### AIM OF THE TASK
Among the entries, which lines carry the string "AlertPriority"? Copy every one.

BEGIN

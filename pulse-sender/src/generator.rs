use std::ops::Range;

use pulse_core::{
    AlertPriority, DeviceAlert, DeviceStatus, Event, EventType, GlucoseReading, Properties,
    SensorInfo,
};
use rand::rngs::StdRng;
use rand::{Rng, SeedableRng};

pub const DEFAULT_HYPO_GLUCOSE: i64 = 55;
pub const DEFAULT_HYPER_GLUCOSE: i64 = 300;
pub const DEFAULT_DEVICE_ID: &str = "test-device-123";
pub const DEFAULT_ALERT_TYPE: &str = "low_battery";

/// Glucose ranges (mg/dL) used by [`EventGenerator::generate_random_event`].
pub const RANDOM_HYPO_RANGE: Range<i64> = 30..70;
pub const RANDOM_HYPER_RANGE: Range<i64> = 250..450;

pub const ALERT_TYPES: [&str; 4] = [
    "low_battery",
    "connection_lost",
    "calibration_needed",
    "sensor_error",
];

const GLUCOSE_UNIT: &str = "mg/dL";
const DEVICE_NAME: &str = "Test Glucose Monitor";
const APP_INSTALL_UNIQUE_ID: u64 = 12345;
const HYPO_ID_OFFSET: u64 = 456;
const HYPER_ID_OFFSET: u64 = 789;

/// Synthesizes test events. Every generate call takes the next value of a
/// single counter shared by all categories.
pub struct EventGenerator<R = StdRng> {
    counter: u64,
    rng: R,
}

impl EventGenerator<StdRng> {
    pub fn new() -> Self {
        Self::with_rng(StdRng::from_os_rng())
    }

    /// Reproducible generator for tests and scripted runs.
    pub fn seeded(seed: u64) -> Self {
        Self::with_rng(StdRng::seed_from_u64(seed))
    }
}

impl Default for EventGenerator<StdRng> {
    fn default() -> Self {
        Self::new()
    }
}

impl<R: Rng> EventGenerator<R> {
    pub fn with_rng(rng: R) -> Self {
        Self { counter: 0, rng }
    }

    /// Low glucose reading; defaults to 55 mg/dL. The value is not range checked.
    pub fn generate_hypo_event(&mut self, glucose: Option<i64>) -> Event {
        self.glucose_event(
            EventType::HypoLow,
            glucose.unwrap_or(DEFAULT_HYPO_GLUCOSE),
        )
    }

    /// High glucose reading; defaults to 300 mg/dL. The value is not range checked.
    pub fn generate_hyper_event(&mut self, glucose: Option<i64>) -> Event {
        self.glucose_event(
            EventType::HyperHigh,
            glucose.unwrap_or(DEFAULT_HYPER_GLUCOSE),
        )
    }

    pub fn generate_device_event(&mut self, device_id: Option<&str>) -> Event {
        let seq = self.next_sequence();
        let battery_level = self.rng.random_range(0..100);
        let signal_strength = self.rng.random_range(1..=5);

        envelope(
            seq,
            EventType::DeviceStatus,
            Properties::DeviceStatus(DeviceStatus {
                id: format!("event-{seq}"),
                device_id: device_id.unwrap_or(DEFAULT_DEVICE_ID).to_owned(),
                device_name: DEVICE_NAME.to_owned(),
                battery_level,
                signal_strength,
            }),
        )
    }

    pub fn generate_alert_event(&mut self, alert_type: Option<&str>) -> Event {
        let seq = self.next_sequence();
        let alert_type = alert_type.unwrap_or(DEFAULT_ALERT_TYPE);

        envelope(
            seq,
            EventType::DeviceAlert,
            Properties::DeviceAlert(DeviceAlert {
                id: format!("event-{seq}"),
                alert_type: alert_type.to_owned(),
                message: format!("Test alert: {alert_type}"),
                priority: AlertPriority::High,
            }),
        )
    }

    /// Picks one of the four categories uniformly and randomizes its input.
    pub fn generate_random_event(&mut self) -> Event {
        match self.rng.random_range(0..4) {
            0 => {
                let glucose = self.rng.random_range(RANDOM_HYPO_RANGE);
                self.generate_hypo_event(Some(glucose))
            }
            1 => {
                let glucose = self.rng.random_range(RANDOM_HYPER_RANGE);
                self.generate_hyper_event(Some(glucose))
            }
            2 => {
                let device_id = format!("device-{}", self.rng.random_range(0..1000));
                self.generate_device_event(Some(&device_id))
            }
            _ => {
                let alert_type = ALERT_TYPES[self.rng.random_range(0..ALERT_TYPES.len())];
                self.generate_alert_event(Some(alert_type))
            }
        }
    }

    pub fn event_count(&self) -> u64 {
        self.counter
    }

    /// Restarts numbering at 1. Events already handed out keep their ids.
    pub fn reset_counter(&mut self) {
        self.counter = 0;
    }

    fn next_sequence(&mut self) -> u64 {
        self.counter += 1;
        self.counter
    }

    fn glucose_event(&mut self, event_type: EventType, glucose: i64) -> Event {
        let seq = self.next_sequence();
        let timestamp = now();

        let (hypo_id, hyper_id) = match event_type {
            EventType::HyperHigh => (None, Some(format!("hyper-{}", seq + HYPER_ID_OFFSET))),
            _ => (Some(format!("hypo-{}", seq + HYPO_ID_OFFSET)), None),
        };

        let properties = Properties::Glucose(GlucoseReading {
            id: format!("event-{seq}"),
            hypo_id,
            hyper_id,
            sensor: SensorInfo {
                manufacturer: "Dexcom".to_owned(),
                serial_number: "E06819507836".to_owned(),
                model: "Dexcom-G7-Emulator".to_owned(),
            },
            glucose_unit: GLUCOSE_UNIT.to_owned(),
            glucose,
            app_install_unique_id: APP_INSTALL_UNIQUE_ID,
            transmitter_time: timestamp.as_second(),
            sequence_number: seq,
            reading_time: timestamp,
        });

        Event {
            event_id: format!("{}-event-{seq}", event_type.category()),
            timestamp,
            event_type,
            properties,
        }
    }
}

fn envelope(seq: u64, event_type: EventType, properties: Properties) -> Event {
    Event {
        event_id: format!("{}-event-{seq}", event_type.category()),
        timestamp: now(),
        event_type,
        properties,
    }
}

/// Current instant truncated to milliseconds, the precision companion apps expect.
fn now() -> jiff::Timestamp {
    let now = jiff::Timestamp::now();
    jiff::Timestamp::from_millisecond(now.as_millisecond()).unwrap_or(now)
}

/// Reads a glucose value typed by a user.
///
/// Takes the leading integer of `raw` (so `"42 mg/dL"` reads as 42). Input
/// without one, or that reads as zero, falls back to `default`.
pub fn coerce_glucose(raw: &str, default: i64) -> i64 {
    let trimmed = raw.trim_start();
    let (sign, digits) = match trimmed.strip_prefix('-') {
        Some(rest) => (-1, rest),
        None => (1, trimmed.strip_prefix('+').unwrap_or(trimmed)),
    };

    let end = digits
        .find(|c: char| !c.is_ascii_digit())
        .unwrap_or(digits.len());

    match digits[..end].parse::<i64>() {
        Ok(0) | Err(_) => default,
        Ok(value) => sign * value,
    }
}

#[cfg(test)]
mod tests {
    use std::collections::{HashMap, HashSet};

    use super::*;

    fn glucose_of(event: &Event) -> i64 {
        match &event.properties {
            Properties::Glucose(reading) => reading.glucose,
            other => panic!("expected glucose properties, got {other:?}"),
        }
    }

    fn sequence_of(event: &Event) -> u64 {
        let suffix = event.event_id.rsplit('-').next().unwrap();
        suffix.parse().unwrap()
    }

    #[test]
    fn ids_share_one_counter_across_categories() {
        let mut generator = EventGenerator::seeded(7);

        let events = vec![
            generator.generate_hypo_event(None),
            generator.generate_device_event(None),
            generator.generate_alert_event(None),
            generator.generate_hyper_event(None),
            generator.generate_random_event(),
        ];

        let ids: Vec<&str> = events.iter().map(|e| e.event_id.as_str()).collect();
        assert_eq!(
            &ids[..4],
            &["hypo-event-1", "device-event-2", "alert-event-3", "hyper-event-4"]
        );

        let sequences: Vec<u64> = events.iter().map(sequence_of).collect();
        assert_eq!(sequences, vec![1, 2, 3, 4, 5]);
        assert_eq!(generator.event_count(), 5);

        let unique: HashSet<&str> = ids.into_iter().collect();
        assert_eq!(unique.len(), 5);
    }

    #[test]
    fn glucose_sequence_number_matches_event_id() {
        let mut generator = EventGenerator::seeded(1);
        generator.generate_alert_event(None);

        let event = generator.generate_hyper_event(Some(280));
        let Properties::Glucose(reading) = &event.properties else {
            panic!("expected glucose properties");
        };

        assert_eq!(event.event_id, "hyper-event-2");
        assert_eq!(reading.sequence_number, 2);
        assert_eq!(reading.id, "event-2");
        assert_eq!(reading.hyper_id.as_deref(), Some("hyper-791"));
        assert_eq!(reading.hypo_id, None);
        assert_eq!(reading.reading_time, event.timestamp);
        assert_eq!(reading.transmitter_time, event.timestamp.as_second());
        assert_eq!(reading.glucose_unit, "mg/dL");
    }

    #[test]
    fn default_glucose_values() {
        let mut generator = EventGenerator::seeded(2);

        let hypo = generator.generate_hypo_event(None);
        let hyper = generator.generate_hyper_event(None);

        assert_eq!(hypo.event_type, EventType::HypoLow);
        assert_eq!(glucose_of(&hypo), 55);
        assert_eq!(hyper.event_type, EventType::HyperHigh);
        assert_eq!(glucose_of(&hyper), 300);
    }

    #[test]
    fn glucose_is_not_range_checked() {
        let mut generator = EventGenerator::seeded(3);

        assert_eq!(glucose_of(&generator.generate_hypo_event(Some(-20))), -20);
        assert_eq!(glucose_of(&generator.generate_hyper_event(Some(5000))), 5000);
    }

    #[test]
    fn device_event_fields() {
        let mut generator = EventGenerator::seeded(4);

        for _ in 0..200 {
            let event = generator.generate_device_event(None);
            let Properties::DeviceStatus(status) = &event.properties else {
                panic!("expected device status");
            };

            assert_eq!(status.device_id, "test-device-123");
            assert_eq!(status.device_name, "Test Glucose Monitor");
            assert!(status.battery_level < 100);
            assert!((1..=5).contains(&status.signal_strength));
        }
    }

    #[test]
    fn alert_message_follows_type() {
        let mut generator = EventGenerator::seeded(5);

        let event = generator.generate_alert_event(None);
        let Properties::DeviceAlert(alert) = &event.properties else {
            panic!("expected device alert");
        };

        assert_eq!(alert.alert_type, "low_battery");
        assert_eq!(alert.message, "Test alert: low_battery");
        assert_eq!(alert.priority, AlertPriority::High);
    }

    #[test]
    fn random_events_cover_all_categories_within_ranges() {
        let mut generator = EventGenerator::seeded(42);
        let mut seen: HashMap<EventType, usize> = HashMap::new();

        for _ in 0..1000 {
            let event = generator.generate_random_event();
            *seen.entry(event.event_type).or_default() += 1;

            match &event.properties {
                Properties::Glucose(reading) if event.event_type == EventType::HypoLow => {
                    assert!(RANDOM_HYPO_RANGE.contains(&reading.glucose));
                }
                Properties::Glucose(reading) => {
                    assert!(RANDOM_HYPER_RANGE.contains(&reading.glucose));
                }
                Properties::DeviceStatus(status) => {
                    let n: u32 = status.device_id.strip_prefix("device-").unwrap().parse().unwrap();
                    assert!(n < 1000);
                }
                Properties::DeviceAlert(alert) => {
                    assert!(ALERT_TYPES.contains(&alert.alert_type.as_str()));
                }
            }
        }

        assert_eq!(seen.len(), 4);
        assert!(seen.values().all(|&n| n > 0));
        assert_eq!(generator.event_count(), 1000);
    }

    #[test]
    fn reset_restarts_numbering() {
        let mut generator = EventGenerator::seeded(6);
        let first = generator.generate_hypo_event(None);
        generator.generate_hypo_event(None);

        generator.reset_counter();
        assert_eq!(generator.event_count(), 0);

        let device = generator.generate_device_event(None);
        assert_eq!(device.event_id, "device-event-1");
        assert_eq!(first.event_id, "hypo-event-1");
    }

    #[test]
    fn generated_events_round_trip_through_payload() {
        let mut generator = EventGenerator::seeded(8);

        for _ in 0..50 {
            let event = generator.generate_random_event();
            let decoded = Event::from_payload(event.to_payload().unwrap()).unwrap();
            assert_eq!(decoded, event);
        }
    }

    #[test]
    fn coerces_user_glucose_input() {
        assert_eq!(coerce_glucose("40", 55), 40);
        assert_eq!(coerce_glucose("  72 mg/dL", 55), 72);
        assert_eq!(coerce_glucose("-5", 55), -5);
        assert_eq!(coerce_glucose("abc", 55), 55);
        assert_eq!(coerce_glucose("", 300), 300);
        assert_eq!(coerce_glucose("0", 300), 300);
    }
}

END

### TASK RESULT
    AlertPriority, DeviceAlert, DeviceStatus, Event, EventType, GlucoseReading, Properties,
                priority: AlertPriority::High,
        assert_eq!(alert.priority, AlertPriority::High);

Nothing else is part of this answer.